Picked on April 15 at $102.44
Intl.Bus.Mach. - IBM - cls: 95.21 chg: +0.63 stop: 96.06
Surprise! We finally add a new put play on the newsletter and the stock is upgraded before the opening bell. Fortunately, our plan is using a suggested entry point at $93.89. More aggressive traders may want to watch for a failed rally from here as a new entry. The overall pattern continues to look bearish. If triggered at $93.89 our short-term target is the $90.10-90.00 range. An alternative target would be the slowly rising 200-dma currently near $89.37. The P&F chart looks very bearish with a $77 target.
Picked on April xx at $ xx.xx <-- see TRIGGER
(What is a strangle? It's when a trader buys an out-of-the-money (OTM) call and an OTM put on the same stock. The strategy is neutral. You do not care what direction the stock moves as long as the move is big enough to make your investment profitable.)

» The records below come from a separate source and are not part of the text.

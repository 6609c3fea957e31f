// Copyright 2026 the tsls authors. MIT license.

macro_rules! lsp_log {
  ($($arg:tt)+) => (
    log::info!(target: "tsls::lsp", $($arg)+)
  );
}

macro_rules! lsp_warn {
  ($($arg:tt)+) => (
    log::warn!(target: "tsls::lsp", $($arg)+)
  );
}

pub(crate) use lsp_log;
pub(crate) use lsp_warn;
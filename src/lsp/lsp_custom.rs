// Copyright 2026 the tsls authors. MIT license.

//! The custom protocol surface between this server and its editor clients.

use tower_lsp::lsp_types as lsp;

/// Server-side commands, advertised through the execute-command capability.
pub const APPLY_WORKSPACE_EDIT_COMMAND: &str = "_typescript.applyWorkspaceEdit";
pub const APPLY_CODE_ACTION_COMMAND: &str = "_typescript.applyCodeAction";
pub const APPLY_REFACTORING_COMMAND: &str = "_typescript.applyRefactoring";
pub const ORGANIZE_IMPORTS_COMMAND: &str = "_typescript.organizeImports";

/// Client-side commands: emitted in responses, executed by the editor.
pub const APPLY_COMPLETION_CODE_ACTION_COMMAND: &str =
  "_typescript.applyCompletionCodeAction";
pub const SELECT_REFACTORING_COMMAND: &str = "_typescript.selectRefactoring";

pub const RENAME_REQUEST: &str = "_typescript.rename";

/// Server-initiated rename, used after a refactor reports a
/// `renameLocation`. Same shape as `textDocument/rename`, driven from our
/// side.
pub enum RenameRequest {}

impl lsp::request::Request for RenameRequest {
  type Params = lsp::TextDocumentPositionParams;
  type Result = Option<serde_json::Value>;
  const METHOD: &'static str = RENAME_REQUEST;
}
// Copyright 2026 the tsls authors. MIT license.

use std::env;

use anyhow::Error as AnyError;

use tsls::flags::flags_from_vec;
use tsls::flags::Flags;
use tsls::lsp;

fn init_logger(flags: &Flags) {
  let mut builder = env_logger::Builder::from_env(
    env_logger::Env::default().default_filter_or("info"),
  );
  if let Some(level) = flags.log_level {
    builder.filter_level(level);
  }
  // stdout carries the protocol; everything else goes to stderr.
  builder.target(env_logger::Target::Stderr).init();
}

fn main() -> Result<(), AnyError> {
  let flags = match flags_from_vec(env::args_os().collect()) {
    Ok(flags) => flags,
    Err(err) => err.exit(),
  };
  init_logger(&flags);

  let runtime = tokio::runtime::Builder::new_multi_thread()
    .enable_all()
    .build()?;
  runtime.block_on(lsp::start(flags))
}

Chicago Merc.Exc. - CME - cls: 547.40 chg: -8.49 stop: n/a
Today was our only chance to open strangle positions on CME ahead of its earnings report tomorrow morning. The stock gave us a couple of great entry point near $550 during the session. We need to see a big reaction in the stock price to make this aggressive, strangle play work. Wall Street is looking for CME to report earnings of $3.59 a share. The suggested options we had listed were the May $580 call (CNM-EV) and the May $530 put (CNM-QF). Our estimated cost was $13.00. We want to see if either option rises to $18.50 or more.

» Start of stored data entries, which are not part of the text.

// Copyright 2026 the tsls authors. MIT license.

use std::collections::HashMap;

use parking_lot::Mutex;
use tower_lsp::lsp_types as lsp;
use url::Url;

use super::client::Client;
use super::tsc;
use super::tsc::TsDiagnostic;

/// The analyzer reports each kind independently after a `geterr` round; the
/// published set for a file is the union across kinds.
#[derive(Debug, Clone, Copy, PartialEq, Eq, Hash)]
pub enum DiagnosticKind {
  Syntax,
  Semantic,
  Suggestion,
}

impl DiagnosticKind {
  pub const ALL: [DiagnosticKind; 3] =
    [Self::Syntax, Self::Semantic, Self::Suggestion];

  pub fn from_event_name(name: &str) -> Option<Self> {
    match name {
      "syntaxDiag" => Some(Self::Syntax),
      "semanticDiag" => Some(Self::Semantic),
      "suggestionDiag" => Some(Self::Suggestion),
      _ => None,
    }
  }
}

fn to_lsp_severity(category: &str) -> lsp::DiagnosticSeverity {
  match category {
    "error" => lsp::DiagnosticSeverity::ERROR,
    "warning" => lsp::DiagnosticSeverity::WARNING,
    "suggestion" => lsp::DiagnosticSeverity::HINT,
    _ => lsp::DiagnosticSeverity::INFORMATION,
  }
}

pub fn to_lsp_diagnostic(diagnostic: &TsDiagnostic) -> lsp::Diagnostic {
  lsp::Diagnostic {
    range: tsc::to_range(diagnostic.start, diagnostic.end),
    severity: Some(to_lsp_severity(&diagnostic.category)),
    code: diagnostic.code.map(|c| lsp::NumberOrString::Number(c as i32)),
    source: Some("typescript".to_string()),
    message: diagnostic.text.clone(),
    ..Default::default()
  }
}

/// The most recent per-kind diagnostic lists, per file.
#[derive(Debug, Default)]
pub struct DiagnosticCollection {
  map: HashMap<(Url, DiagnosticKind), Vec<lsp::Diagnostic>>,
}

impl DiagnosticCollection {
  /// Replace the per-kind list for a file; other kinds keep their latest
  /// snapshot.
  pub fn set(
    &mut self,
    uri: Url,
    kind: DiagnosticKind,
    diagnostics: Vec<lsp::Diagnostic>,
  ) {
    self.map.insert((uri, kind), diagnostics);
  }

  pub fn union(&self, uri: &Url) -> Vec<lsp::Diagnostic> {
    DiagnosticKind::ALL
      .iter()
      .filter_map(|kind| self.map.get(&(uri.clone(), *kind)))
      .flatten()
      .cloned()
      .collect()
  }

  pub fn clear(&mut self, uri: &Url) {
    for kind in DiagnosticKind::ALL {
      self.map.remove(&(uri.clone(), kind));
    }
  }
}

/// Joins analyzer diagnostic events and publishes the merged view through
/// the editor capability.
#[derive(Debug)]
pub struct DiagnosticsPublisher {
  client: Client,
  collection: Mutex<DiagnosticCollection>,
}

impl DiagnosticsPublisher {
  pub fn new(client: Client) -> Self {
    Self {
      client,
      collection: Mutex::new(DiagnosticCollection::default()),
    }
  }

  pub async fn publish(
    &self,
    uri: Url,
    kind: DiagnosticKind,
    diagnostics: Vec<TsDiagnostic>,
  ) {
    let union = {
      let mut collection = self.collection.lock();
      collection.set(
        uri.clone(),
        kind,
        diagnostics.iter().map(to_lsp_diagnostic).collect(),
      );
      collection.union(&uri)
    };
    self.client.publish_diagnostics(uri, union, None).await;
  }

  /// Drop all state for a closed file and clear the editor's gutter.
  pub async fn clear(&self, uri: Url) {
    self.collection.lock().clear(&uri);
    self.client.publish_diagnostics(uri, Vec::new(), None).await;
  }
}

#[cfg(test)]
mod tests {
  use pretty_assertions::assert_eq;

  use super::*;
  use crate::lsp::tsc::Location;

  fn ts_diagnostic(text: &str, category: &str) -> TsDiagnostic {
    TsDiagnostic {
      start: Location { line: 1, offset: 1 },
      end: Location { line: 1, offset: 2 },
      text: text.to_string(),
      code: Some(2304),
      category: category.to_string(),
    }
  }

  #[test]
  fn event_name_mapping() {
    assert_eq!(
      DiagnosticKind::from_event_name("syntaxDiag"),
      Some(DiagnosticKind::Syntax)
    );
    assert_eq!(
      DiagnosticKind::from_event_name("semanticDiag"),
      Some(DiagnosticKind::Semantic)
    );
    assert_eq!(
      DiagnosticKind::from_event_name("suggestionDiag"),
      Some(DiagnosticKind::Suggestion)
    );
    assert_eq!(DiagnosticKind::from_event_name("telemetry"), None);
  }

  #[test]
  fn severity_mapping() {
    let diagnostic = to_lsp_diagnostic(&ts_diagnostic("boom", "error"));
    assert_eq!(diagnostic.severity, Some(lsp::DiagnosticSeverity::ERROR));
    assert_eq!(diagnostic.source.as_deref(), Some("typescript"));
    assert_eq!(
      diagnostic.code,
      Some(lsp::NumberOrString::Number(2304))
    );
    assert_eq!(
      to_lsp_diagnostic(&ts_diagnostic("hm", "suggestion")).severity,
      Some(lsp::DiagnosticSeverity::HINT)
    );
    assert_eq!(
      to_lsp_diagnostic(&ts_diagnostic("fyi", "message")).severity,
      Some(lsp::DiagnosticSeverity::INFORMATION)
    );
  }

  #[test]
  fn union_joins_kinds_and_replaces_per_kind() {
    let uri = Url::parse("file:///a.ts").unwrap();
    let mut collection = DiagnosticCollection::default();
    collection.set(
      uri.clone(),
      DiagnosticKind::Syntax,
      vec![to_lsp_diagnostic(&ts_diagnostic("syntax", "error"))],
    );
    collection.set(
      uri.clone(),
      DiagnosticKind::Semantic,
      vec![to_lsp_diagnostic(&ts_diagnostic("semantic", "error"))],
    );
    let union = collection.union(&uri);
    assert_eq!(union.len(), 2);
    assert_eq!(union[0].message, "syntax");
    assert_eq!(union[1].message, "semantic");

    // A later syntax snapshot replaces only the syntax list.
    collection.set(uri.clone(), DiagnosticKind::Syntax, Vec::new());
    let union = collection.union(&uri);
    assert_eq!(union.len(), 1);
    assert_eq!(union[0].message, "semantic");
  }

  #[test]
  fn clear_removes_all_kinds() {
    let uri = Url::parse("file:///a.ts").unwrap();
    let mut collection = DiagnosticCollection::default();
    collection.set(
      uri.clone(),
      DiagnosticKind::Suggestion,
      vec![to_lsp_diagnostic(&ts_diagnostic("hm", "suggestion"))],
    );
    collection.clear(&uri);
    assert!(collection.union(&uri).is_empty());
  }
}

Picked on April 22 at $555.89
Lockheed Martin - LMT - cls: 95.40 change: -0.23 stop: n/a
LMT produced a nice pop on Monday just ahead of the company's earnings report due out tomorrow morning. Today was our only day to open strangle positions. The market is looking for LMT to announce a profit of $1.37 a share. The suggested options we had listed were the May $100 calls (LMT-ET) and the May $90 puts (LMT-QR). Our estimated cost was $1.50. We want to sell if either option rises to $2.25 or more.
Picked on April 22 at $ 95.40
Core Labs - CLB - cls: 86.71 chg: +1.21 stop: 83.99
Another rally in crude oil helped CLB post a 1.4% gain ahead of its earnings report tonight. It was our plan to exit at the close to avoid holding over the report. CLB reported 7 cents better than expectations and the stock is trading slightly higher in the $87-88 range after hours.
Picked on April 08 at $ 87.25
Chicago Merc.Exc. - CME - cls: 547.40 chg: -8.49 stop: 544.75
It's time to cut this aggressive, high-risk call play in CME loose. The stock failed to see any follow through on its bullish breakout April 16th. Today's move actually looks pretty bearish with the breakdown under $550 and its 50-dma and 100-dma. It was our plan to exit ahead of the earnings report expected tomorrow.